Of course this is all reversed in winter. The dial is turned back, the stores kindly heat the pavements for the pedestrians, and you're well advised to bring a pair of shorts and a T-shirt to work. If you're thinking about shopping then a small suitcase on wheels wouldn't be a bad idea, simply shed your clothing on entering a store and pack it in the case. Quite sensible solutions I think, but if anyone can think of anything better then maybe you would like to get in touch with the NYCTRA directly?

Right, time for a mug of hot chocolate I think.

Saturday, May 12, 2007

And now, the news in your part of the world...

Recently, across the muddy waters of the Hudson River, a New Jersey man walked into his bathroom to find a hole in his ceiling and debris scattered across the room. Nestled sweetly in the floor was a golfball sized chunk of, well, something. It turns out that not too many miles away a piece of space debris had narrowly missed my head.

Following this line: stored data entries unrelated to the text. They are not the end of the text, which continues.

use thiserror::Error;

#[derive(Debug, Error)]
pub enum Error {
    #[error("failed reading/writing {path}: {source}")]
    Io {
        path: std::path::PathBuf,
        #[source]
        source: std::io::Error,
    },

    #[error("failed to parse persisted value at {path}: {source}")]
    Json {
        path: std::path::PathBuf,
        #[source]
        source: serde_json::Error,
    },

    #[error(transparent)]
    Config(#[from] mktl_config::Error),
}

pub type Result<T> = std::result::Result<T, Error>;
//! Process-wide configuration cache: every [`Block`] this process has seen,
//! indexed both by store name (the form callers usually want) and by UUID
//! (the form the wire protocol actually keys on), plus a per-store content
//! hash kept in step with whatever was last added.

use std::collections::HashMap;

use once_cell::sync::Lazy;
use parking_lot::Mutex;
use uuid::Uuid;

use crate::block::{Block, ItemConfig};
use crate::error::Error;
use crate::hash::generate_hash;
use crate::Result;

#[derive(Default)]
struct Inner {
    by_store: HashMap<String, Block>,
    by_uuid: HashMap<Uuid, String>,
    hashes: HashMap<String, String>,
}

static CACHE: Lazy<Mutex<Inner>> = Lazy::new(|| Mutex::new(Inner::default()));

/// Add (or replace) the cached block for a store, recomputing its content
/// hash. When `persist` is set the block is also written to the client
/// cache file on disk so a future process can pick up where this one left
/// off without a fresh discovery round.
pub fn add(store: &str, block: Block, persist: bool) -> Result<()> {
    let hash = generate_hash(&block.items)?;

    {
        let mut inner = CACHE.lock();
        inner.by_uuid.insert(block.uuid, store.to_string());
        inner.hashes.insert(store.to_string(), hash);
        inner.by_store.insert(store.to_string(), block.clone());
    }

    if persist {
        crate::file::save_client(&block)?;
    }

    Ok(())
}

pub fn get(store: &str) -> Option<Block> {
    CACHE.lock().by_store.get(store).cloned()
}

pub fn get_by_uuid(uuid: &Uuid) -> Option<Block> {
    let inner = CACHE.lock();
    let store = inner.by_uuid.get(uuid)?;
    inner.by_store.get(store).cloned()
}

pub fn get_hash(store: &str) -> Option<String> {
    CACHE.lock().hashes.get(store).cloned()
}

pub fn list(store: &str) -> Vec<String> {
    CACHE
        .lock()
        .by_store
        .get(store)
        .map(|b| b.keys().map(str::to_string).collect())
        .unwrap_or_default()
}

pub fn remove(store: &str) -> Option<Block> {
    let mut inner = CACHE.lock();
    inner.hashes.remove(store);
    let block = inner.by_store.remove(store)?;
    inner.by_uuid.remove(&block.uuid);
    Some(block)
}

/// Load a store's block from disk, preferring the daemon's own config when
/// an alias is known locally, falling back to the client cache keyed by
/// UUID. Returns [`Error::ConfigurationMissing`] when neither is present.
pub fn load(store: &str, alias: &str, uuid: Option<&Uuid>) -> Result<Block> {
    if let Some(block) = get(store) {
        return Ok(block);
    }

    if let Ok(block) = crate::file::load_daemon(store, alias) {
        if !block.items.is_empty() {
            return Ok(block);
        }
    }

    if let Some(uuid) = uuid {
        if let Ok(block) = crate::file::load_client(store, uuid) {
            return Ok(block);
        }
    }

    Err(Error::ConfigurationMissing(store.to_string()))
}

/// Normalize item keys to lowercase and rebuild the per-key index for a
/// store, matching the historical `_rebuild` step that runs after any
/// mutation to a block's item set.
pub fn rebuild(store: &str) {
    let mut inner = CACHE.lock();
    if let Some(block) = inner.by_store.get_mut(store) {
        let items: std::collections::BTreeMap<String, ItemConfig> = block
            .items
            .iter()
            .map(|(k, v)| (k.to_lowercase(), v.clone()))
            .collect();
        block.items = items;
    }
}

#[cfg(test)]
mod tests {
    use super::*;

    fn unique_store(tag: &str) -> String {
        format!("teststore-{tag}-{}", Uuid::new_v4())
    }

    #[test]
    fn add_then_get_round_trips() {
        let store = unique_store("add-get");
        let mut block = Block::new(Uuid::new_v4(), &store);
        block.insert_item("temp", ItemConfig::default());
        add(&store, block.clone(), false).unwrap();

        let fetched = get(&store).unwrap();
        assert_eq!(fetched.uuid, block.uuid);
        assert!(get_hash(&store).is_some());
    }

    #[test]
    fn get_by_uuid_resolves_through_store_index() {
        let store = unique_store("by-uuid");
        let block = Block::new(Uuid::new_v4(), &store);
        add(&store, block.clone(), false).unwrap();

        let fetched = get_by_uuid(&block.uuid).unwrap();
        assert_eq!(fetched.store, store);
    }

    #[test]
    fn remove_clears_both_indices() {
        let store = unique_store("remove");
        let block = Block::new(Uuid::new_v4(), &store);
        add(&store, block.clone(), false).unwrap();
        remove(&store);

        assert!(get(&store).is_none());
        assert!(get_by_uuid(&block.uuid).is_none());
    }
}
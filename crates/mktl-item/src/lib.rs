//! The item layer: addressable state (`Item`), its lazy registry (`Store`),
//! background polling (`Poller`), decoupled callback dispatch (`Updater`),
//! and the weak-reference helper callbacks are registered through.

pub mod error;
pub mod item;
pub mod poller;
pub mod store;
pub mod updater;
pub mod weakref;

pub use error::Error;
pub use item::{Authority, Item, ItemState};
pub use poller::Poller;
pub use store::Store;
pub use updater::Updater;
pub use weakref::WeakCallback;

pub type Result<T> = std::result::Result<T, Error>;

Last Wednesday a large African American lady in Times Square subway station took particular offence to a police dog sniffing another African American. "That dog be racial profilin'!" she shouts, "He's a racist! That cop dog's a racist!"

The Queen was in town last week. Having not been to America for 16 years the locals thought they would keep her waiting a little longer on the plane while they struggled to put the red carpet together on the runway. It was 15ft too short. But later the President made amends when he declared in his speech to our 281 year old monarch, "You helped our nation to celebrate its bicentennial in seventeen-sev- err, 1976." He then gave her a wink. Smooth, George. Smooth.

A few days back a kid in Oregon went to see the family doctor after complaining to his mother that he could hear popping sounds, "like Rice Crispies". They were stunned to find a couple of spiders nesting in his ear canal. The popping sound resulted from the spiders walking around on his eardrum. The boy's mother believes the spiders got into her son's ear when they were weeding the garden together. I weed in the park recently.

A couple of local "inventors" have created a computer mouse... out of a real mouse. They've shared the invaluable instructions on how to create this IT taxidermy crossover here so you too can own this tasteful computer accessory.

Between the tap-dancing spiders, hollering commuters, cosmic projectiles, and tech-savvy rodents I see that I may be living in one of the more - how shall we say - colourful countries on earth.

Still, at least they've got the right man for the job at the helm.